## Supplied data
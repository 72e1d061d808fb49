use leptos::prelude::*;
use sonoscope_core::export::export_svg_with;
use sonoscope_core::render::colormap::Colormap;
use sonoscope_core::SonoscopeError;
use crate::audio::{file, microphone};
use crate::canvas::web_canvas::WebCanvas;
use crate::download;
use crate::session::{self, OVERLAY, RENDERER, STORE};
use crate::state::{AppState, Tool};

/// Resolution of the PNG export.
const EXPORT_DPI: f64 = 300.0;

fn colormap_from_str(s: &str) -> Colormap {
    match s {
        "magma" => Colormap::Magma,
        "grayscale" => Colormap::Grayscale,
        _ => Colormap::Viridis,
    }
}

fn export_png(state: AppState) {
    let png = RENDERER.with(|r| match r.borrow().as_ref() {
        Some(renderer) => renderer.export_png_with(EXPORT_DPI, WebCanvas::offscreen),
        None => Err(SonoscopeError::Export("nothing has been rendered yet".into())),
    });
    match png {
        Ok(bytes) => download::save_bytes(&bytes, "spectrogram.png", "image/png"),
        Err(e) => session::report(state, e),
    }
}

fn export_svg_file(state: AppState) {
    let svg = OVERLAY.with(|layer| {
        RENDERER.with(|r| match r.borrow().as_ref() {
            Some(renderer) => export_svg_with(renderer, &layer.borrow(), WebCanvas::offscreen),
            None => Err(SonoscopeError::Export("nothing has been rendered yet".into())),
        })
    });
    match svg {
        Ok(markup) => download::save_bytes(markup.as_bytes(), "spectrogram.svg", "image/svg+xml"),
        Err(e) => session::report(state, e),
    }
}

#[component]
fn ToolButton(tool: Tool, label: &'static str, title: &'static str) -> impl IntoView {
    let state = expect_context::<AppState>();
    view! {
        <button
            class=move || if state.tool.get() == tool { "tool-btn active" } else { "tool-btn" }
            on:click=move |_| state.tool.set(tool)
            title=title
        >{label}</button>
    }
}

#[component]
pub fn Toolbar() -> impl IntoView {
    let state = expect_context::<AppState>();

    let on_file = move |ev: web_sys::Event| {
        let input: web_sys::HtmlInputElement = event_target(&ev);
        let Some(picked) = input.files().and_then(|list| list.get(0)) else { return };
        wasm_bindgen_futures::spawn_local(async move {
            file::load_file(picked, state).await;
        });
    };

    let on_colormap_change = move |ev: web_sys::Event| {
        let cmap = colormap_from_str(&event_target_value(&ev));
        state.render_options.update(|o| o.colormap = cmap);
    };

    let on_fft_change = move |ev: web_sys::Event| {
        if let Ok(n) = event_target_value(&ev).parse::<usize>() {
            state.stft_params.update(|p| {
                p.n_fft = n;
                p.hop_length = n / 4;
            });
        }
    };

    view! {
        <div class="toolbar">
            <span class="toolbar-brand"><b>"sono"</b><i>"scope"</i></span>

            <label class="toolbar-file">
                "Open"
                <input type="file" accept="audio/*" style="display: none" on:change=on_file />
            </label>

            <button
                class=move || if state.mic_listening.get() { "toolbar-listen-btn active" } else { "toolbar-listen-btn" }
                on:click=move |_| {
                    let st = state;
                    wasm_bindgen_futures::spawn_local(async move {
                        microphone::toggle_listen(&st).await;
                    });
                }
                title="Toggle live microphone view"
            >"Listen"</button>

            <select on:change=on_fft_change title="FFT size (applies to the next analysis)">
                <option value="512">"512"</option>
                <option value="1024">"1024"</option>
                <option value="2048" selected>"2048"</option>
                <option value="4096">"4096"</option>
            </select>

            <select on:change=on_colormap_change title="Colormap">
                <option value="viridis" selected>"Viridis"</option>
                <option value="magma">"Magma"</option>
                <option value="grayscale">"Grayscale"</option>
            </select>

            <label title="Blend in a 3x3 blur">
                "Smooth"
                <input
                    type="range" min="0" max="1" step="0.1"
                    prop:value=move || state.render_options.with(|o| o.smoothing.to_string())
                    on:input=move |ev| {
                        if let Ok(v) = event_target_value(&ev).parse::<f32>() {
                            state.render_options.update(|o| o.smoothing = v);
                        }
                    }
                />
            </label>
            <label>
                <input
                    type="checkbox"
                    prop:checked=move || state.render_options.with(|o| o.oversample)
                    on:change=move |ev| {
                        let checked = event_target_checked(&ev);
                        state.render_options.update(|o| o.oversample = checked);
                    }
                />
                "2x time"
            </label>
            <label>
                <input
                    type="checkbox"
                    prop:checked=move || state.render_options.with(|o| o.show_axes)
                    on:change=move |ev| {
                        let checked = event_target_checked(&ev);
                        state.render_options.update(|o| o.show_axes = checked);
                    }
                />
                "Axes"
            </label>
            <label>
                <input
                    type="checkbox"
                    prop:checked=move || state.render_options.with(|o| o.show_colorbar)
                    on:change=move |ev| {
                        let checked = event_target_checked(&ev);
                        state.render_options.update(|o| o.show_colorbar = checked);
                    }
                />
                "Colorbar"
            </label>

            // Spacer
            <div style="flex: 1;"></div>

            <ToolButton tool=Tool::Select label="Select" title="Move annotations" />
            <ToolButton tool=Tool::Text label="Text" title="Click to place a label" />
            <ToolButton tool=Tool::Arrow label="Arrow" title="Drag to draw an arrow" />
            <ToolButton tool=Tool::Rectangle label="Box" title="Drag to draw a rectangle" />
            <input
                type="text"
                class="annotation-text"
                prop:value=move || state.annotation_text.get()
                on:input=move |ev| state.annotation_text.set(event_target_value(&ev))
            />
            <input
                type="color"
                prop:value=move || state.annotation_color.get()
                on:input=move |ev| state.annotation_color.set(event_target_value(&ev))
            />
            <button
                on:click=move |_| STORE.with(|s| s.borrow_mut().clear())
                title="Remove all annotations"
            >"Clear"</button>

            <button on:click=move |_| export_png(state) title="Save PNG at 300 dpi">"PNG"</button>
            <button on:click=move |_| export_svg_file(state) title="Save SVG with editable annotations">"SVG"</button>
        </div>
    }
}
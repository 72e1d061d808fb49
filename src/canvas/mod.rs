pub mod web_canvas;
use crate::session;
use crate::state::AppState;
use leptos::prelude::*;
use sonoscope_core::audio::{AudioInput, FileAudioInput};
use sonoscope_core::SonoscopeError;
use wasm_bindgen_futures::JsFuture;

/// Read a picked file, decode it and show its spectrogram.
pub async fn load_file(file: web_sys::File, state: AppState) {
    let name = file.name();
    state.busy.set(true);
    state.status.set(format!("Loading {name}..."));

    let bytes = match JsFuture::from(file.array_buffer()).await {
        Ok(buffer) => js_sys::Uint8Array::new(&buffer).to_vec(),
        Err(e) => {
            session::report(state, SonoscopeError::Decode(format!("cannot read {name}: {e:?}")));
            state.busy.set(false);
            return;
        }
    };

    let mut input = FileAudioInput::new();
    input.set_file(name.clone(), bytes);
    match input.load_audio() {
        Ok(audio) => {
            if session::show_audio(&audio, state) {
                state.status.set(format!(
                    "{name}: {:.2}s at {} Hz",
                    audio.duration_secs(),
                    audio.sample_rate()
                ));
            }
        }
        Err(e) => session::report(state, e),
    }
    state.busy.set(false);
}
use leptos::prelude::*;
use crate::components::spectrogram::SpectrogramView;
use crate::components::toolbar::Toolbar;
use crate::session;
use crate::state::AppState;

#[component]
pub fn App() -> impl IntoView {
    let state = AppState::new();
    provide_context(state);
    session::connect_store(state);

    view! {
        <div class="app">
            <Toolbar />
            <MainArea />
        </div>
    }
}

#[component]
fn MainArea() -> impl IntoView {
    let state = expect_context::<AppState>();
    let has_data = move || state.spectrogram.with(|s| s.is_some());

    view! {
        <div class="main">
            <SpectrogramView />
            {move || (!has_data()).then(|| view! {
                <div class="empty-state">
                    "Open a WAV, FLAC, MP3 or OGG file, or start the microphone"
                </div>
            })}
            <div class=move || if state.busy.get() { "status-bar busy" } else { "status-bar" }>
                {move || state.status.get()}
            </div>
        </div>
    }
}
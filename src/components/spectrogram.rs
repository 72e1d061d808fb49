use leptos::prelude::*;
use sonoscope_core::annotation::{Annotation, Point};
use web_sys::{HtmlCanvasElement, PointerEvent};
use crate::session::{self, DRAG, OVERLAY, RENDERER, STORE};
use crate::state::{AppState, Tool};

/// Drags shorter than this (CSS px) are treated as clicks.
const MIN_SHAPE_PX: f64 = 3.0;

/// Mirror the vector layer into the overlay element at the renderer's size.
fn refresh_overlay(overlay: &web_sys::HtmlDivElement) {
    let size = RENDERER.with(|r| r.borrow().as_ref().map(|r| r.logical_size()));
    let markup = OVERLAY.with(|layer| {
        let mut layer = layer.borrow_mut();
        if let Some((w, h)) = size {
            layer.set_size(w, h);
        }
        layer.to_markup()
    });
    overlay.set_inner_html(&markup);
}

fn shape_for(tool: Tool, from: Point, to: Point, color: String) -> Option<Annotation> {
    let (dx, dy) = (to.x - from.x, to.y - from.y);
    if dx.hypot(dy) < MIN_SHAPE_PX {
        return None;
    }
    match tool {
        Tool::Arrow => Some(Annotation::arrow(from, to, color, 2.0)),
        Tool::Rectangle => Some(Annotation::rectangle(
            Point::new(from.x.min(to.x), from.y.min(to.y)),
            dx.abs(),
            dy.abs(),
            color,
            None,
        )),
        Tool::Select | Tool::Text => None,
    }
}

#[component]
pub fn SpectrogramView() -> impl IntoView {
    let state = expect_context::<AppState>();
    let canvas_ref = NodeRef::<leptos::html::Canvas>::new();
    let overlay_ref = NodeRef::<leptos::html::Div>::new();

    // Start point of an arrow or rectangle being drawn
    let draft_start: RwSignal<Option<Point>> = RwSignal::new(None);

    // Redraw when the data or display options change
    Effect::new(move || {
        let spectrogram = state.spectrogram.get();
        let options = state.render_options.get();

        let Some(canvas_el) = canvas_ref.get() else { return };
        let canvas: &HtmlCanvasElement = canvas_el.as_ref();
        if !session::ensure_renderer(canvas) {
            state.status.set("Canvas 2D is not available".into());
            return;
        }
        RENDERER.with(|r| {
            if let Some(renderer) = r.borrow_mut().as_mut() {
                renderer.refresh_pixel_ratio();
                renderer.render(spectrogram, &options);
            }
        });
        if let Some(overlay) = overlay_ref.get_untracked() {
            refresh_overlay(&overlay);
        }
    });

    // Re-mirror the overlay whenever the annotation store changes
    Effect::new(move || {
        state.annotations_version.track();
        if let Some(overlay) = overlay_ref.get() {
            refresh_overlay(&overlay);
        }
    });

    let local_point = move |ev: &PointerEvent| -> Option<Point> {
        let overlay = overlay_ref.get_untracked()?;
        let rect = overlay.get_bounding_client_rect();
        Some(Point::new(
            ev.client_x() as f64 - rect.left(),
            ev.client_y() as f64 - rect.top(),
        ))
    };

    let capture = move |ev: &PointerEvent| {
        if let Some(overlay) = overlay_ref.get_untracked() {
            if let Err(e) = overlay.set_pointer_capture(ev.pointer_id()) {
                log::error!("setPointerCapture failed: {:?}", e);
            }
        }
    };

    let release = move |ev: &PointerEvent| {
        if let Some(overlay) = overlay_ref.get_untracked() {
            if overlay.has_pointer_capture(ev.pointer_id()) {
                let _ = overlay.release_pointer_capture(ev.pointer_id());
            }
        }
    };

    let on_pointerdown = move |ev: PointerEvent| {
        if ev.button() != 0 {
            return;
        }
        let Some(p) = local_point(&ev) else { return };
        match state.tool.get_untracked() {
            Tool::Select => {
                let grabbed = DRAG.with(|d| {
                    OVERLAY.with(|layer| {
                        STORE.with(|store| {
                            d.borrow_mut().pointer_down(
                                ev.pointer_id(),
                                p.x,
                                p.y,
                                &layer.borrow(),
                                &store.borrow(),
                            )
                        })
                    })
                });
                if grabbed {
                    ev.prevent_default();
                    capture(&ev);
                }
            }
            Tool::Text => {
                let text = state.annotation_text.get_untracked();
                if text.trim().is_empty() {
                    return;
                }
                let color = state.annotation_color.get_untracked();
                STORE.with(|s| s.borrow_mut().add(Annotation::text(p, text, color)));
            }
            Tool::Arrow | Tool::Rectangle => {
                ev.prevent_default();
                draft_start.set(Some(p));
                capture(&ev);
            }
        }
    };

    let on_pointermove = move |ev: PointerEvent| {
        if state.tool.get_untracked() != Tool::Select {
            return;
        }
        let dragging = DRAG.with(|d| d.borrow().captured_pointer() == Some(ev.pointer_id()));
        if !dragging {
            return;
        }
        let Some(p) = local_point(&ev) else { return };
        DRAG.with(|d| {
            STORE.with(|store| {
                d.borrow_mut()
                    .pointer_move(ev.pointer_id(), p.x, p.y, &mut store.borrow_mut())
            })
        });
    };

    let on_pointerup = move |ev: PointerEvent| {
        DRAG.with(|d| d.borrow_mut().pointer_up(ev.pointer_id()));
        if let Some(from) = draft_start.get_untracked() {
            draft_start.set(None);
            if let Some(to) = local_point(&ev) {
                let color = state.annotation_color.get_untracked();
                if let Some(annotation) = shape_for(state.tool.get_untracked(), from, to, color) {
                    STORE.with(|s| s.borrow_mut().add(annotation));
                }
            }
        }
        release(&ev);
    };

    let on_pointercancel = move |ev: PointerEvent| {
        DRAG.with(|d| d.borrow_mut().pointer_cancel(ev.pointer_id()));
        draft_start.set(None);
        release(&ev);
    };

    // Double-click in select mode deletes the annotation under the pointer
    let on_dblclick = move |ev: web_sys::MouseEvent| {
        if state.tool.get_untracked() != Tool::Select {
            return;
        }
        let Some(overlay) = overlay_ref.get_untracked() else { return };
        let rect = overlay.get_bounding_client_rect();
        let (x, y) = (ev.client_x() as f64 - rect.left(), ev.client_y() as f64 - rect.top());
        let Some(hit) = OVERLAY.with(|layer| layer.borrow().hit_test(x, y)) else { return };
        STORE.with(|s| s.borrow_mut().remove(hit.id));
    };

    view! {
        <div class="spectrogram-container" style="position: relative;">
            <canvas node_ref=canvas_ref style="display: block; width: 100%; height: 100%;" />
            <div
                node_ref=overlay_ref
                class=move || match state.tool.get() {
                    Tool::Select => "annotation-overlay",
                    _ => "annotation-overlay drawing",
                }
                style="position: absolute; inset: 0; touch-action: none;"
                on:pointerdown=on_pointerdown
                on:pointermove=on_pointermove
                on:pointerup=on_pointerup
                on:pointercancel=on_pointercancel
                on:dblclick=on_dblclick
            ></div>
        </div>
    }
}
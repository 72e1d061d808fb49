//! Spectral subtraction against a per-bin noise profile.

/// Noise profile taken from a stretch of background-only spectrum frames.
#[derive(Clone, Debug, Default)]
pub struct SpectralSubtraction {
    profile: Vec<f32>,
}

impl SpectralSubtraction {
    pub fn new() -> Self {
        Self::default()
    }

    pub fn profile(&self) -> &[f32] {
        &self.profile
    }

    /// Average the time-major `frames` (`n_bins` values each) into the noise
    /// profile. A trailing partial frame is ignored; an empty input leaves
    /// the previous profile in place.
    pub fn estimate_noise(&mut self, frames: &[f32], n_bins: usize) {
        if n_bins == 0 || frames.len() < n_bins {
            return;
        }
        let n_frames = frames.len() / n_bins;
        let mut profile = vec![0.0f32; n_bins];
        for frame in frames.chunks_exact(n_bins) {
            for (p, &v) in profile.iter_mut().zip(frame) {
                *p += v;
            }
        }
        for p in profile.iter_mut() {
            *p /= n_frames as f32;
        }
        log::debug!("Noise profile estimated from {} frames", n_frames);
        self.profile = profile;
    }

    /// Subtract `alpha * noise` from every frame of a time-major magnitude
    /// spectrum, flooring each bin at `beta * noise`.
    ///
    /// Without a profile, or when the length is not a whole number of
    /// profile-sized frames, the spectrum is returned unchanged.
    pub fn reduce_noise(&self, spectrum: &[f32], alpha: f32, beta: f32) -> Vec<f32> {
        let n_bins = self.profile.len();
        if n_bins == 0 || spectrum.len() % n_bins != 0 {
            return spectrum.to_vec();
        }
        spectrum
            .chunks_exact(n_bins)
            .flat_map(|frame| {
                frame.iter().zip(&self.profile).map(|(&signal, &noise)| {
                    let subtracted = signal - alpha * noise;
                    subtracted.max(beta * noise)
                })
            })
            .collect()
    }
}

#[cfg(test)]
mod tests {
    use super::*;

    #[test]
    fn subtracts_and_floors() {
        let mut reducer = SpectralSubtraction::new();
        reducer.estimate_noise(&[0.1, 0.1, 0.1, 0.1], 4);

        let reduced = reducer.reduce_noise(&[0.5, 0.3, 0.1, 0.05], 1.0, 0.1);
        let expected = [0.4, 0.2, 0.01, 0.01];
        for (r, e) in reduced.iter().zip(expected) {
            assert!((r - e).abs() < 1e-6, "{r} vs {e}");
        }
    }

    #[test]
    fn profile_is_the_mean_frame() {
        let mut reducer = SpectralSubtraction::new();
        reducer.estimate_noise(&[0.0, 1.0, 0.2, 3.0, 9.0], 2);
        assert_eq!(reducer.profile(), &[0.1, 2.0]);
    }

    #[test]
    fn applies_to_every_frame() {
        let mut reducer = SpectralSubtraction::new();
        reducer.estimate_noise(&[1.0, 2.0], 2);
        let out = reducer.reduce_noise(&[5.0, 5.0, 3.0, 3.0], 1.0, 0.0);
        assert_eq!(out, vec![4.0, 3.0, 2.0, 1.0]);
    }

    #[test]
    fn mismatched_input_passes_through() {
        let mut reducer = SpectralSubtraction::new();
        assert_eq!(reducer.reduce_noise(&[1.0, 2.0], 1.0, 0.1), vec![1.0, 2.0]);
        reducer.estimate_noise(&[1.0, 1.0, 1.0], 3);
        assert_eq!(reducer.reduce_noise(&[1.0, 2.0], 1.0, 0.1), vec![1.0, 2.0]);
        reducer.estimate_noise(&[], 3);
        assert_eq!(reducer.profile().len(), 3);
    }
}
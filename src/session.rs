//! Per-page objects that cannot live in signals: the raster renderer bound to
//! the visible canvas, the annotation store and overlay, the drag controller
//! and the STFT worker.

use crate::canvas::web_canvas::WebCanvas;
use crate::state::AppState;
use leptos::prelude::*;
use sonoscope_core::annotation::drag::DragController;
use sonoscope_core::annotation::store::AnnotationStore;
use sonoscope_core::annotation::vector::VectorLayer;
use sonoscope_core::render::raster::RasterRenderer;
use sonoscope_core::worker::{
    into_spectrogram, AudioPayload, ProcessPayload, StftWorker, WorkerMessage,
};
use sonoscope_core::{AudioSamples, Result, SonoscopeError, Spectrogram, StftParams};
use std::cell::RefCell;
use std::sync::Arc;

thread_local! {
    pub static RENDERER: RefCell<Option<RasterRenderer<WebCanvas>>> = RefCell::new(None);
    pub static OVERLAY: RefCell<VectorLayer> = RefCell::new(VectorLayer::default());
    pub static STORE: RefCell<AnnotationStore> = RefCell::new(AnnotationStore::new());
    pub static DRAG: RefCell<DragController> = RefCell::new(DragController::new());
    static WORKER: RefCell<StftWorker> = RefCell::new(StftWorker::default());
}

/// Keep the overlay and the renderer's copy in step with the store.
pub fn connect_store(state: AppState) {
    STORE.with(|store| {
        store.borrow_mut().subscribe(move |store| {
            let all = store.annotations();
            OVERLAY.with(|layer| layer.borrow_mut().sync(all.iter().copied()));
            RENDERER.with(|r| {
                if let Some(renderer) = r.borrow_mut().as_mut() {
                    renderer.sync_annotations(all.iter().copied());
                    renderer.rerender();
                }
            });
            state.annotations_version.update(|v| *v += 1);
        });
    });
}

/// Bind the renderer to `canvas` on first use.
pub fn ensure_renderer(canvas: &web_sys::HtmlCanvasElement) -> bool {
    RENDERER.with(|r| {
        let mut slot = r.borrow_mut();
        if slot.is_some() {
            return true;
        }
        match WebCanvas::new(canvas.clone()) {
            Ok(surface) => {
                let mut renderer = RasterRenderer::new(surface);
                STORE.with(|s| renderer.sync_annotations(s.borrow().annotations()));
                *slot = Some(renderer);
                true
            }
            Err(e) => {
                log::error!("Canvas unavailable: {e}");
                false
            }
        }
    })
}

/// Round-trip one request through the worker protocol.
pub fn compute_spectrogram(audio: &AudioSamples, params: &StftParams) -> Result<Spectrogram> {
    let request = WorkerMessage::Process(ProcessPayload {
        audio_buffer: AudioPayload {
            samples: audio.samples().to_vec(),
            sample_rate: audio.sample_rate(),
        },
        params: params.clone(),
    });
    let request = serde_json::to_string(&request)?;
    let reply = WORKER.with(|w| w.borrow_mut().handle_json(&request));
    let reply: WorkerMessage = serde_json::from_str(&reply)?;
    into_spectrogram(reply)
}

/// Process `audio` with the current parameters and publish the result.
/// Returns false if the failure was reported instead.
pub fn show_audio(audio: &AudioSamples, state: AppState) -> bool {
    let params = state.stft_params.get_untracked();
    match compute_spectrogram(audio, &params) {
        Ok(spectrogram) => {
            log::info!(
                "Spectrogram {}x{} ({:.2}s)",
                spectrogram.n_freq_bins(),
                spectrogram.n_time_frames(),
                spectrogram.duration()
            );
            // Annotations belong to the audio they were drawn on
            STORE.with(|s| s.borrow_mut().clear());
            state.spectrogram.set(Some(Arc::new(spectrogram)));
            true
        }
        Err(e) => {
            report(state, e);
            false
        }
    }
}

pub fn report(state: AppState, error: SonoscopeError) {
    log::error!("{error}");
    state.status.set(error.to_string());
}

## Aim of the exercise
Scan the material above. Extract every line in which the word "offscreen" occurs.

## Written answer
        Some(renderer) => renderer.export_png_with(EXPORT_DPI, WebCanvas::offscreen),
            Some(renderer) => export_svg_with(renderer, &layer.borrow(), WebCanvas::offscreen),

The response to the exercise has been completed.